Wagner Ribeiro, conhecido por sua atuação como agente de jogadores como Robinho, Kaká e Neymar, compartilha suas experiências no mundo do agenciamento e discute as recentes transformações no setor. Em uma entrevista ao Abre Aspas, Wagner relembra a época em que seu nome era frequentemente associado às principais notícias do esporte brasileiro, destacando a importância da visibilidade na atração de novos talentos.

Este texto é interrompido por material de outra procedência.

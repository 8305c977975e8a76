//! Power meter and proximity hints.
//!
//! Tier boundaries are fractions of the range span, rounded up. They are kept
//! in per-mille and evaluated with integer math so a boundary such as 5% of 99
//! lands exactly on 5.

use std::collections::BTreeSet;

use serde::Serialize;

use crate::catalog::SkillId;
use crate::numbers::{is_fibonacci, is_perfect_square, is_prime};

pub const MAX_POWER: u8 = 100;

/// `ceil(span * permille / 1000)`
fn threshold(span: u32, permille: u32) -> u32 {
    (span as u64 * permille as u64).div_ceil(1000) as u32
}

/// Power change for a guess, before any skill adjustments.
pub fn power_delta(secret: u32, guess: u32, min: u32, max: u32) -> i32 {
    let diff = secret.abs_diff(guess);
    let span = max - min;
    match diff {
        0 => 30,
        d if d <= threshold(span, 50) => 15,
        d if d <= threshold(span, 150) => 8,
        d if d <= threshold(span, 300) => 0,
        d if d <= threshold(span, 500) => -5,
        _ => -10,
    }
}

/// Returns the clamped new power and the delta that was requested.
pub fn update_power(secret: u32, guess: u32, min: u32, max: u32, power: u8) -> (u8, i32) {
    let delta = power_delta(secret, guess, min, max);
    (apply_delta(power, delta), delta)
}

pub fn apply_delta(power: u8, delta: i32) -> u8 {
    (power as i32 + delta).clamp(0, MAX_POWER as i32) as u8
}

#[derive(Debug, Clone, Copy, PartialEq, Eq, Serialize)]
#[serde(rename_all = "camelCase")]
pub enum HintTier {
    Found,
    Quantum,
    Stellar,
    Dimensional,
    Oracle,
    Static,
}

#[derive(Debug, Clone, PartialEq, Eq, Serialize)]
pub struct Hint {
    pub text: String,
    pub emoji: &'static str,
    pub tier: HintTier,
}

pub fn generate_hint(secret: u32, guess: u32, min: u32, max: u32, skills: &BTreeSet<SkillId>) -> Hint {
    let diff = secret.abs_diff(guess);
    if diff == 0 {
        return Hint {
            text: "🎉 COSMIC HARMONY ACHIEVED! You've found the number! 🎉".into(),
            emoji: "🎊",
            tier: HintTier::Found,
        };
    }

    let span = max - min;
    // Range Sense scales every boundary by 0.8.
    let scale = if skills.contains(&SkillId::RangeBoost) { 8 } else { 10 };
    let within = |percent: u32| diff <= threshold(span, percent * scale);

    let (tier, emoji, base) = if within(2) {
        (HintTier::Quantum, "⚡", "⚡ QUANTUM RESONANCE! You're within the atomic field!")
    } else if within(5) {
        (HintTier::Stellar, "🌟", "🌟 STELLAR CONVERGENCE! Cosmic forces align nearby!")
    } else if within(10) {
        (HintTier::Dimensional, "🌀", "🌀 DIMENSIONAL ECHO! The number's vibration is strong!")
    } else if within(20) {
        (HintTier::Oracle, "🔮", "🔮 ORACLE'S WHISPER! You're on the right cosmic path...")
    } else {
        (HintTier::Static, "🌌", "🌌 COSMIC STATIC! The signal is faint across the void...")
    };

    let mut text = String::from(base);
    if skills.contains(&SkillId::PrimeVision) && is_prime(secret) {
        text.push_str(" The number resonates with prime energy!");
    }
    if skills.contains(&SkillId::CosmicInsight) {
        if is_perfect_square(secret) {
            text.push_str(" Geometric patterns detected!");
        } else if is_fibonacci(secret) {
            text.push_str(" Golden ratio harmonics present!");
        }
    }
    if guess < secret {
        text.push_str(" Ascend to higher frequencies!");
    } else {
        text.push_str(" Descend to lower vibrations!");
    }

    Hint { text, emoji, tier }
}

/// Suffix appended to the hint so the player sees the meter move.
pub fn power_suffix(delta: i32) -> String {
    match delta {
        d if d > 0 => format!(" +{d}% power!"),
        d if d < 0 => format!(" {d}% power."),
        _ => String::new(),
    }
}

#[cfg(test)]
mod tests {
    use super::*;

    fn no_skills() -> BTreeSet<SkillId> {
        BTreeSet::new()
    }

    #[test]
    fn test_power_tiers_on_explorer_range() {
        // span = 99: thresholds 5, 15, 30, 50
        assert_eq!(power_delta(50, 50, 1, 100), 30);
        assert_eq!(power_delta(50, 55, 1, 100), 15);
        assert_eq!(power_delta(50, 56, 1, 100), 8);
        assert_eq!(power_delta(50, 65, 1, 100), 8);
        assert_eq!(power_delta(50, 80, 1, 100), 0);
        assert_eq!(power_delta(50, 81, 1, 100), -5);
        assert_eq!(power_delta(1, 51, 1, 100), -5);
        assert_eq!(power_delta(1, 52, 1, 100), -10);
    }

    #[test]
    fn test_power_clamps() {
        assert_eq!(update_power(10, 10, 1, 100, 100), (100, 30));
        assert_eq!(update_power(1, 100, 1, 100, 0), (0, -10));
        assert_eq!(update_power(1, 100, 1, 100, 4), (0, -10));
    }

    #[test]
    fn test_hint_tiers_and_direction() {
        // span 99: 2% -> 2, 5% -> 5, 10% -> 10, 20% -> 20
        let h = generate_hint(50, 48, 1, 100, &no_skills());
        assert_eq!(h.tier, HintTier::Quantum);
        assert!(h.text.ends_with("Ascend to higher frequencies!"));
        assert_eq!(generate_hint(50, 55, 1, 100, &no_skills()).tier, HintTier::Stellar);
        assert_eq!(generate_hint(50, 60, 1, 100, &no_skills()).tier, HintTier::Dimensional);
        let h = generate_hint(50, 70, 1, 100, &no_skills());
        assert_eq!(h.tier, HintTier::Oracle);
        assert!(h.text.ends_with("Descend to lower vibrations!"));
        assert_eq!(generate_hint(50, 71, 1, 100, &no_skills()).tier, HintTier::Static);
        assert_eq!(generate_hint(50, 50, 1, 100, &no_skills()).tier, HintTier::Found);
    }

    #[test]
    fn test_range_boost_narrows_thresholds() {
        // 20% of 99 is 20, scaled to 16% it is 16.
        let skills: BTreeSet<_> = [SkillId::RangeBoost].into();
        assert_eq!(generate_hint(50, 70, 1, 100, &no_skills()).tier, HintTier::Oracle);
        assert_eq!(generate_hint(50, 70, 1, 100, &skills).tier, HintTier::Static);
        assert_eq!(generate_hint(50, 66, 1, 100, &skills).tier, HintTier::Oracle);
    }

    #[test]
    fn test_insight_clauses() {
        let skills: BTreeSet<_> = [SkillId::PrimeVision, SkillId::CosmicInsight].into();
        let prime = generate_hint(37, 10, 1, 100, &skills);
        assert!(prime.text.contains("prime energy"));
        assert!(!prime.text.contains("37"));
        let square = generate_hint(64, 10, 1, 100, &skills);
        assert!(square.text.contains("Geometric patterns"));
        assert!(!square.text.contains("prime energy"));
        let fib = generate_hint(21, 10, 1, 100, &skills);
        assert!(fib.text.contains("Golden ratio"));
        assert!(!generate_hint(37, 10, 1, 100, &no_skills()).text.contains("prime energy"));
    }

    #[test]
    fn test_power_suffix() {
        assert_eq!(power_suffix(15), " +15% power!");
        assert_eq!(power_suffix(-5), " -5% power.");
        assert_eq!(power_suffix(0), "");
    }
}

Ele menciona uma disputa milionária na transferência de Neymar e revela como a imprensa pode influenciar o valor de mercado dos jogadores. Wagner explica que, ao divulgar o interesse de clubes europeus, como o Real Madrid, ele conseguia aumentar a demanda e, consequentemente, os valores nas negociações.

Após enfrentar problemas pessoais, incluindo uma condenação por sonegação, Wagner se viu afastado do protagonismo no mercado de agenciamento. Hoje, aos 64 anos, ele se dedica a trabalhar com jovens atletas, mantendo uma relação próxima com Neymar e sua família.

Em sua análise, Wagner critica a promiscuidade que, segundo ele, tomou conta do mercado de agenciamento: "Hoje o mercado está promíscuo", afirma. Ele destaca que, atualmente, há uma pressão econômica que leva muitos agentes a pagar altos valores para adquirir a representação de jogadores, o que considera uma ingratidão para com aqueles que ajudaram os atletas em suas carreiras desde o início.

Wagner Ribeiro também reflete sobre sua trajetória, desde sua entrada no futebol em 1997, quando começou a trabalhar com o XV de Jaú, até os desafios enfrentados ao longo dos anos. Ele fala sobre a evolução do mercado, as mudanças nas leis que regulam o agenciamento e a necessidade de uma rede de apoio para descobrir novos talentos.

Ele ainda menciona as negociações que conduziu, como a de Robinho para o Real Madrid, e o impacto que teve na carreira de diversos jogadores. Em um tom reflexivo, Wagner enfatiza a importância de se adaptar às novas realidades do futebol, mantendo a ética e o respeito nas relações profissionais.

Por fim, Wagner Ribeiro compartilha sua visão sobre o futuro de Neymar e a possibilidade de ele retornar ao Santos, além de comentar sobre a pressão e a atenção que o jogador recebe fora de campo.